■ Exercise prompt: Among the records, how many lines contain "usize"? Only the number is needed.

■ Supplied entries:

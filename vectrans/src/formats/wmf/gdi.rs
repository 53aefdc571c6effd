//! GDI objects and the handle table.

use crate::{
    color::Color,
    error::Result,
    formats::reader::RecordReader,
    model::style::{Cap, FillRule, Join},
};
use log::debug;

#[derive(Debug, Clone, Copy, PartialEq, Eq, Default, strum::Display)]
pub enum PenStyle {
    #[default]
    Solid,
    Dash,
    Dot,
    DashDot,
    DashDotDot,
    Null,
    InsideFrame,
}

impl PenStyle {
    /// Dash lengths in pen widths.
    pub fn dash(self) -> Vec<f64> {
        match self {
            Self::Dash => vec![4.0, 2.0],
            Self::Dot => vec![1.0, 1.0],
            Self::DashDot => vec![4.0, 2.0, 1.0, 2.0],
            Self::DashDotDot => vec![4.0, 2.0, 1.0, 2.0, 1.0, 2.0],
            Self::Solid | Self::Null | Self::InsideFrame => vec![],
        }
    }
}

/// Lookup tables over the `PS_*` bits, unknown values fall back to the
/// GDI defaults.
fn pen_style(style: u16) -> PenStyle {
    match style & 0x000f {
        0 => PenStyle::Solid,
        1 => PenStyle::Dash,
        2 => PenStyle::Dot,
        3 => PenStyle::DashDot,
        4 => PenStyle::DashDotDot,
        5 => PenStyle::Null,
        6 => PenStyle::InsideFrame,
        other => {
            debug!("wmf pen style {other} drawn solid");
            PenStyle::Solid
        }
    }
}

fn pen_cap(style: u16) -> Cap {
    match (style & 0x0f00) >> 8 {
        1 => Cap::Square,
        2 => Cap::Butt,
        _ => Cap::Round,
    }
}

fn pen_join(style: u16) -> Join {
    match (style & 0xf000) >> 12 {
        1 => Join::Bevel,
        2 => Join::Miter,
        _ => Join::Round,
    }
}

/// `ALTERNATE` 1, `WINDING` 2.
pub fn fill_rule(mode: u16) -> FillRule {
    match mode {
        2 => FillRule::NonZero,
        _ => FillRule::EvenOdd,
    }
}

/// `COLORREF`: red, green, blue, reserved.
pub fn colorref(r: &mut RecordReader) -> Result<Color> {
    let (red, green, blue) = (r.u8()?, r.u8()?, r.u8()?);
    r.skip(1)?;
    Ok(Color::rgb8(red, green, blue))
}

#[derive(Debug, Clone, PartialEq)]
pub struct Pen {
    pub style: PenStyle,
    /// Logical units, 0 is the thinnest line the device draws.
    pub width: f64,
    pub color: Color,
    pub cap: Cap,
    pub join: Join,
}

impl Default for Pen {
    /// Stock black pen.
    fn default() -> Self {
        Self {
            style: PenStyle::Solid,
            width: 0.0,
            color: Color::rgb8(0, 0, 0),
            cap: Cap::Round,
            join: Join::Round,
        }
    }
}

impl Pen {
    pub fn read(r: &mut RecordReader) -> Result<Self> {
        let style = r.le_u16()?;
        let width = r.le_i16()?;
        let _height = r.le_i16()?;
        let color = colorref(r)?;
        Ok(Self {
            style: pen_style(style),
            width: f64::from(width).abs(),
            color,
            cap: pen_cap(style),
            join: pen_join(style),
        })
    }
}

#[derive(Debug, Clone, PartialEq, Default)]
pub enum Brush {
    /// Stock white brush.
    #[default]
    White,
    Solid(Color),
    Null,
    Hatched { color: Color, hatch: u16 },
    /// Device independent bitmap tile.
    Pattern(Vec<u8>),
}

impl Brush {
    pub fn read(r: &mut RecordReader) -> Result<Self> {
        let style = r.le_u16()?;
        let color = colorref(r)?;
        let hatch = r.le_u16()?;
        Ok(match style {
            0 => Self::Solid(color),
            1 => Self::Null,
            2 => Self::Hatched { color, hatch },
            other => {
                // pattern brushes made here carry no bitmap
                debug!("wmf brush style {other} filled solid");
                Self::Solid(color)
            }
        })
    }

    /// DibCreatePatternBrush: style, colour usage, then the DIB.
    pub fn read_dib_pattern(r: &mut RecordReader) -> Result<Self> {
        let _style = r.le_u16()?;
        let _usage = r.le_u16()?;
        let dib = r.bytes(r.remaining())?;
        Ok(Self::Pattern(dib.to_vec()))
    }
}

#[derive(Debug, Clone, PartialEq)]
pub struct Font {
    /// Logical units, negative means character height without leading.
    pub height: f64,
    /// Tenths of a degree, counter-clockwise.
    pub escapement: f64,
    pub bold: bool,
    pub italic: bool,
    pub face: String,
}

impl Default for Font {
    fn default() -> Self {
        Self {
            height: 12.0,
            escapement: 0.0,
            bold: false,
            italic: false,
            face: "Sans".to_owned(),
        }
    }
}

/// `FW_BOLD`.
const BOLD_WEIGHT: i16 = 700;

impl Font {
    pub fn read(r: &mut RecordReader) -> Result<Self> {
        let height = r.le_i16()?;
        let _width = r.le_i16()?;
        let escapement = r.le_i16()?;
        let _orientation = r.le_i16()?;
        let weight = r.le_i16()?;
        let italic = r.u8()? != 0;
        // underline, strike out, charset, precisions, quality, pitch
        r.skip(7)?;
        let face = r.bytes(r.remaining().min(32))?;
        let face: String = face
            .iter()
            .take_while(|b| **b != 0)
            .map(|b| char::from(*b))
            .collect();
        Ok(Self {
            height: f64::from(height),
            escapement: f64::from(escapement),
            bold: weight >= BOLD_WEIGHT,
            italic,
            face: if face.is_empty() {
                Self::default().face
            } else {
                face
            },
        })
    }
}

#[derive(Debug, Clone, PartialEq)]
pub enum GdiObject {
    Pen(Pen),
    Brush(Brush),
    Font(Font),
    Palette,
    Region,
}

/// Object handles, a new object takes the lowest free slot.
#[derive(Debug, Default)]
pub struct ObjectTable {
    slots: Vec<Option<GdiObject>>,
}

impl ObjectTable {
    pub fn add(&mut self, object: GdiObject) -> usize {
        match self.slots.iter().position(Option::is_none) {
            Some(i) => {
                self.slots[i] = Some(object);
                i
            }
            None => {
                self.slots.push(Some(object));
                self.slots.len() - 1
            }
        }
    }

    pub fn get(&self, handle: usize) -> Option<&GdiObject> {
        self.slots.get(handle).and_then(Option::as_ref)
    }

    /// Free the slot, returns false if it was empty.
    pub fn delete(&mut self, handle: usize) -> bool {
        self.slots
            .get_mut(handle)
            .and_then(Option::take)
            .is_some()
    }
}

#[cfg(test)]
mod tests;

■ Written response: 3